Mohon tunggu...
Achmad Saifullah Syahid
Achmad Saifullah Syahid Mohon Tunggu... Penulis - Penulis

orang-orang cahaya berhimpun di dalam tabung cahaya, tari-menari, di malam yang terang benderang sampai fajar menjelang di cakrawala.

Selanjutnya

Tutup

Kurma Pilihan

Belanja Online: Tiada Hari Tanpa Diskon, Jebakan atau "Aji Mumpung"?

13 Mei 2020   20:32 Diperbarui: 13 Mei 2020   20:57 328
+
Laporkan Konten
Laporkan Akun
Kompasiana adalah platform blog. Konten ini menjadi tanggung jawab bloger dan tidak mewakili pandangan redaksi Kompas.
Lihat foto
Ilustrasi belanja online. (KOMPAS.com/shutterstock)

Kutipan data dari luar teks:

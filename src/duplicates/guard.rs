//! Selection guard: the single gate protecting the keep-one invariant.
//!
//! Every transition of a member from kept to marked must be approved by
//! [`can_mark`]. Unmarking is always allowed.

use std::path::Path;

use super::groups::DuplicateGroup;

/// Decide whether `target` may be marked for deletion.
///
/// Zero-byte files may always be marked. Any other file may be marked only
/// if at least one *other* member of the group stays unmarked.
///
/// Returns `false` for a path that is not a member of the group.
///
/// # Example
///
/// ```
/// use dupsafe::duplicates::{can_mark, DuplicateGroup, GroupId};
/// use dupsafe::scanner::{FileRecord, Fingerprint};
/// use std::path::{Path, PathBuf};
///
/// let group = DuplicateGroup::new(
///     GroupId(0),
///     Fingerprint::of_bytes(b"data"),
///     vec![
///         FileRecord::new(PathBuf::from("/a.txt"), 4),
///         FileRecord::new(PathBuf::from("/b.txt"), 4),
///     ],
/// );
///
/// assert!(can_mark(&group, Path::new("/b.txt")));
/// ```
#[must_use]
pub fn can_mark(group: &DuplicateGroup, target: &Path) -> bool {
    let Some(member) = group.member(target) else {
        return false;
    };

    if member.size() == 0 {
        return true;
    }

    let other_survivors = group
        .members
        .iter()
        .filter(|m| m.path() != target && !m.marked)
        .count();

    if other_survivors == 0 {
        log::debug!(
            "Refusing to mark {}: it is the last kept copy in group {}",
            target.display(),
            group.id
        );
    }
    other_survivors > 0
}

#[cfg(test)]
mod tests {
    use super::*;
    use crate::duplicates::groups::GroupId;
    use crate::scanner::{FileRecord, Fingerprint};
    use std::path::PathBuf;

    fn group(paths: &[&str], size: u64) -> DuplicateGroup {
        DuplicateGroup::new(
            GroupId(0),
            Fingerprint::of_bytes(b"g"),
            paths
                .iter()
                .map(|p| FileRecord::new(PathBuf::from(p), size))
                .collect(),
        )
    }

    #[test]
    fn test_allows_when_another_member_kept() {
        let g = group(&["/a", "/b"], 10);
        assert!(can_mark(&g, Path::new("/a")));
        assert!(can_mark(&g, Path::new("/b")));
    }

    #[test]
    fn test_rejects_last_survivor() {
        let mut g = group(&["/a", "/b", "/c"], 10);
        g.members[1].marked = true;
        g.members[2].marked = true;

        assert!(!can_mark(&g, Path::new("/a")));
    }

    #[test]
    fn test_target_already_marked_counts_others_only() {
        let mut g = group(&["/a", "/b"], 10);
        g.members[0].marked = true;

        // Re-marking /a is fine while /b is kept.
        assert!(can_mark(&g, Path::new("/a")));
        // Marking /b would leave nothing.
        assert!(!can_mark(&g, Path::new("/b")));
    }

    #[test]
    fn test_zero_byte_always_allowed() {
        let mut g = group(&["/a", "/b"], 0);
        g.members[0].marked = true;

        assert!(can_mark(&g, Path::new("/b")));
    }

    #[test]
    fn test_unknown_member_rejected() {
        let g = group(&["/a", "/b"], 10);
        assert!(!can_mark(&g, Path::new("/zzz")));
    }
}
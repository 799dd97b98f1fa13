use dupsafe::duplicates::Scanner;
use dupsafe::engine::{EngineError, ScanEngine};
use std::fs;
use std::path::Path;
use tempfile::tempdir;

fn populate(root: &Path, groups: usize, copies: usize) {
    for g in 0..groups {
        let content = format!("group-{g:04}-content");
        for c in 0..copies {
            fs::write(root.join(format!("g{g:04}_c{c}.dat")), content.as_bytes()).unwrap();
        }
    }
}

#[test]
fn test_engine_matches_direct_scan() {
    let dir = tempdir().unwrap();
    populate(dir.path(), 5, 3);

    let direct = Scanner::default().scan(dir.path()).unwrap();
    let engine = ScanEngine::new();
    let threaded = engine.start_scan(dir.path()).unwrap().join().unwrap();

    assert_eq!(direct.total_files_scanned, threaded.total_files_scanned);
    assert_eq!(direct.groups.len(), threaded.groups.len());
    for (a, b) in direct.groups.iter().zip(&threaded.groups) {
        assert_eq!(a.fingerprint, b.fingerprint);
        assert_eq!(a.len(), b.len());
    }
}

#[test]
fn test_progress_stream_is_monotonic_and_complete() {
    let dir = tempdir().unwrap();
    populate(dir.path(), 10, 2);

    let engine = ScanEngine::new();
    let handle = engine.start_scan(dir.path()).unwrap();
    let values: Vec<u8> = handle.progress().iter().collect();
    let result = handle.join().unwrap();

    assert!(!result.cancelled);
    assert!(values.windows(2).all(|w| w[0] < w[1]));
    assert_eq!(values.last(), Some(&100));
    assert!(values.iter().all(|&p| p <= 100));
}

#[test]
fn test_cancelled_scan_is_subset_of_full_scan() {
    let dir = tempdir().unwrap();
    populate(dir.path(), 40, 2);

    let full = Scanner::default().scan(dir.path()).unwrap();

    let engine = ScanEngine::new();
    let handle = engine.start_scan(dir.path()).unwrap();
    // Cancel once fingerprinting has started.
    for p in handle.progress().iter() {
        if p > 30 {
            handle.cancel();
            break;
        }
    }
    let partial = handle.join().unwrap();

    assert!(partial.groups.len() <= full.groups.len());
    for group in &partial.groups {
        assert!(full
            .groups
            .iter()
            .any(|g| g.fingerprint == group.fingerprint && g.members == group.members));
    }
}

#[test]
fn test_invalid_root() {
    let dir = tempdir().unwrap();
    let file = dir.path().join("file.txt");
    fs::write(&file, b"x").unwrap();

    let engine = ScanEngine::new();
    assert!(matches!(
        engine.start_scan(&file),
        Err(EngineError::InvalidPath(_))
    ));
    assert!(!engine.is_scanning());
}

Kalau Anda berangkat dari Jombang menuju Surabaya, kendaraan apa yang Anda pilih? Bagi penggemar kereta api, silakan menggunakan jasa Kereta Api Indonesia. Yang gemar naik bus, silakan naik bus tarif biasa atau bus cepat. Dan mohon tidak mengecam mereka yang memilih naik motor karena suka touring.

Semuanya bergantung pada kemampuan, pertimbangan, dan bahkan hobi yang berbeda setiap orang.

Digital Footprint

Demikianlah cara dan metode orang menempuh perjalanan, demikian pula cara dan metode kita membelanjakan uang. Mau belanja secara online monggo, mau belanja secara offline silakan. Tidak ada benar yang paling benar, tidak salah yang paling salah. Relatif.

Justru yang perlu dipertimbangkan adalah fakta di balik belanja daring. Seperti menggunakan transportasi berbahan bakar fosil, belanja online memberikan dampak signifikan terhadap lingkungan.

Belanja secara daring selain praktis dan memangkas mobilitas fisik, ternyata membutuhkan berton-ton bungkus kemasan. Perusahaan ritel di Inggris membutuhkan 59 miliar barang plastik setiap tahun.

Model pengiriman barang ke rumah kian populer. Hal ini menghasilkan emisi karbon yang lebih kecil ketimbang pembeli menggunakan kendaraan sendiri untuk belanja.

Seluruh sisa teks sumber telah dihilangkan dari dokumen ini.